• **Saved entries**

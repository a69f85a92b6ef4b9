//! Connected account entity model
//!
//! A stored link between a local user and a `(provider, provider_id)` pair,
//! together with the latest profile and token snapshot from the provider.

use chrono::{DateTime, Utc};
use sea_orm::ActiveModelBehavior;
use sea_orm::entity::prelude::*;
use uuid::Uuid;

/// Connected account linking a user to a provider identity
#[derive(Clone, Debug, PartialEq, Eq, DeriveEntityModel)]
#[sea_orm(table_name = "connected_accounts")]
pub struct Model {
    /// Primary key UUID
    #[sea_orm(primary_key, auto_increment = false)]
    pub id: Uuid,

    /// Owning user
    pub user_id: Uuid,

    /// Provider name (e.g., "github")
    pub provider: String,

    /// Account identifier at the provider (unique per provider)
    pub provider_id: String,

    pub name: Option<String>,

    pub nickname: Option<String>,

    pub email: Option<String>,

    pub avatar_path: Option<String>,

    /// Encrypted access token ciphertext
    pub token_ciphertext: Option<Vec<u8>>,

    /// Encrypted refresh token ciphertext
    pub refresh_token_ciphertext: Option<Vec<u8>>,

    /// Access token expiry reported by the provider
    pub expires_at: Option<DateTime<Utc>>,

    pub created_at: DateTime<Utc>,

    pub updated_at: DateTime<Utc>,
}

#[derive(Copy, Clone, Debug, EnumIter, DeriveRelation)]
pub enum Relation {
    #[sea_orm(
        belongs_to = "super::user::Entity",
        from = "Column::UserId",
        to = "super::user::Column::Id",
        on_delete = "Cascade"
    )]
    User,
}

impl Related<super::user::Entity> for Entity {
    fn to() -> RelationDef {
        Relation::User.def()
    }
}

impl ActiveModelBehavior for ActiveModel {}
--
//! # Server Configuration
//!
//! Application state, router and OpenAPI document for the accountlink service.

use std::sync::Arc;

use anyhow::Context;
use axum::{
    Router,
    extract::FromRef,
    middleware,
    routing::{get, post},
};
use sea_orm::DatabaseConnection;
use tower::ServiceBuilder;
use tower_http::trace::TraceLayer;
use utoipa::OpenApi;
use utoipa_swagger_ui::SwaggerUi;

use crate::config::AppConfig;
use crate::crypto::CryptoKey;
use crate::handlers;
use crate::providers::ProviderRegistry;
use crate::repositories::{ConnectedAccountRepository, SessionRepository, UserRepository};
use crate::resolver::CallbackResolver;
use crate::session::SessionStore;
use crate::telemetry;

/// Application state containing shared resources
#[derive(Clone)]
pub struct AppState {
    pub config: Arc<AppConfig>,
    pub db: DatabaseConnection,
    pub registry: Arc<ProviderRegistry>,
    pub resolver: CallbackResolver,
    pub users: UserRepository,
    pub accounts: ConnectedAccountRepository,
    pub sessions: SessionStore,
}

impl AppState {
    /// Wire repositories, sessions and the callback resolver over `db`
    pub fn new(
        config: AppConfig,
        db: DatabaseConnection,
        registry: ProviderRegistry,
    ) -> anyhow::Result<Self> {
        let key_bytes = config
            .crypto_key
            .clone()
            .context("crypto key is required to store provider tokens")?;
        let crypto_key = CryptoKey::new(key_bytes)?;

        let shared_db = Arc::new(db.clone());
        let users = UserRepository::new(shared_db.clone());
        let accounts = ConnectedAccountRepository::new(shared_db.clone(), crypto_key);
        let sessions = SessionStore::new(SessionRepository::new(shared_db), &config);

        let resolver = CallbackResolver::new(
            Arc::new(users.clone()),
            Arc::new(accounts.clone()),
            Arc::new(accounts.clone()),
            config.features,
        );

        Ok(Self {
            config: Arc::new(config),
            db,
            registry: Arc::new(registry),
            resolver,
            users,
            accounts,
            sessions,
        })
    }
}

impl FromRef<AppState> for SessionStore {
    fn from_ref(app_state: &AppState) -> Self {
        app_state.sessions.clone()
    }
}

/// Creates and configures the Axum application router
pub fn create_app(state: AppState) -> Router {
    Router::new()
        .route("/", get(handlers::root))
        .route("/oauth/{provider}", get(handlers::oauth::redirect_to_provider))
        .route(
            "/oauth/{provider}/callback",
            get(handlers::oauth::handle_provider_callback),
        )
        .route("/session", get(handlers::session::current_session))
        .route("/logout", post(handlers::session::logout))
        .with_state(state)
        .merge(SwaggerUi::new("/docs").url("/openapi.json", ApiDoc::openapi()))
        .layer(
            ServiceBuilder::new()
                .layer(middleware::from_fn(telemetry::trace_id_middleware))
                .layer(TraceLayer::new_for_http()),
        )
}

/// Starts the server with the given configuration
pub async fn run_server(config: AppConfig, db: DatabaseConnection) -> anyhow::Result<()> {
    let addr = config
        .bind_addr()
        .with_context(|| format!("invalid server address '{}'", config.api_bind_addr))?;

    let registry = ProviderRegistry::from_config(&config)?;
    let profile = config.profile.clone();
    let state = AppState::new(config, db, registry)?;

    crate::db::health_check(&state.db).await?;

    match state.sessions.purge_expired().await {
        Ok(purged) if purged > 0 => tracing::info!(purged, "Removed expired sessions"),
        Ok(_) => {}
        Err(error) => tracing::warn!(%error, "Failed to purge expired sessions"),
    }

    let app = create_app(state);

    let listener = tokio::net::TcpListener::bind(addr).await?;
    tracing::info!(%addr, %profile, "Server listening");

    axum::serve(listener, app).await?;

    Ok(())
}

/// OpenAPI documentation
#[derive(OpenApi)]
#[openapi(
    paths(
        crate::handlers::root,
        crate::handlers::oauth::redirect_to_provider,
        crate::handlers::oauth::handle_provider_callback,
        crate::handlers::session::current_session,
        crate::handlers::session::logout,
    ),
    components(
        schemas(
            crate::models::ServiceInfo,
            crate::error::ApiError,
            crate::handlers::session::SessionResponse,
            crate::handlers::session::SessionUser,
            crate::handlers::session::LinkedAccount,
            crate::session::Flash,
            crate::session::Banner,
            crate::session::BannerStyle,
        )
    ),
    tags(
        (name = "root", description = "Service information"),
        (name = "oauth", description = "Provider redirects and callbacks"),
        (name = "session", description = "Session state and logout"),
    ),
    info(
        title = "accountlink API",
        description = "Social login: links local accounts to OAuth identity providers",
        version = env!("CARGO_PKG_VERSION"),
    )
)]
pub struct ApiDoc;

• **What needs to be done**
The response must hold only the lines above from the line with "repository a69f85a92b6ef4b9" through the line with "impl ActiveModelBehavior for", each copied exactly, both ends kept.

• **Answer to this problem**
repository a69f85a92b6ef4b9
//! Connected account entity model
//!
//! A stored link between a local user and a `(provider, provider_id)` pair,
//! together with the latest profile and token snapshot from the provider.

use chrono::{DateTime, Utc};
use sea_orm::ActiveModelBehavior;
use sea_orm::entity::prelude::*;
use uuid::Uuid;

/// Connected account linking a user to a provider identity
#[derive(Clone, Debug, PartialEq, Eq, DeriveEntityModel)]
#[sea_orm(table_name = "connected_accounts")]
pub struct Model {
    /// Primary key UUID
    #[sea_orm(primary_key, auto_increment = false)]
    pub id: Uuid,

    /// Owning user
    pub user_id: Uuid,

    /// Provider name (e.g., "github")
    pub provider: String,

    /// Account identifier at the provider (unique per provider)
    pub provider_id: String,

    pub name: Option<String>,

    pub nickname: Option<String>,

    pub email: Option<String>,

    pub avatar_path: Option<String>,

    /// Encrypted access token ciphertext
    pub token_ciphertext: Option<Vec<u8>>,

    /// Encrypted refresh token ciphertext
    pub refresh_token_ciphertext: Option<Vec<u8>>,

    /// Access token expiry reported by the provider
    pub expires_at: Option<DateTime<Utc>>,

    pub created_at: DateTime<Utc>,

    pub updated_at: DateTime<Utc>,
}

#[derive(Copy, Clone, Debug, EnumIter, DeriveRelation)]
pub enum Relation {
    #[sea_orm(
        belongs_to = "super::user::Entity",
        from = "Column::UserId",
        to = "super::user::Column::Id",
        on_delete = "Cascade"
    )]
    User,
}

impl Related<super::user::Entity> for Entity {
    fn to() -> RelationDef {
        Relation::User.def()
    }
}

impl ActiveModelBehavior for ActiveModel {}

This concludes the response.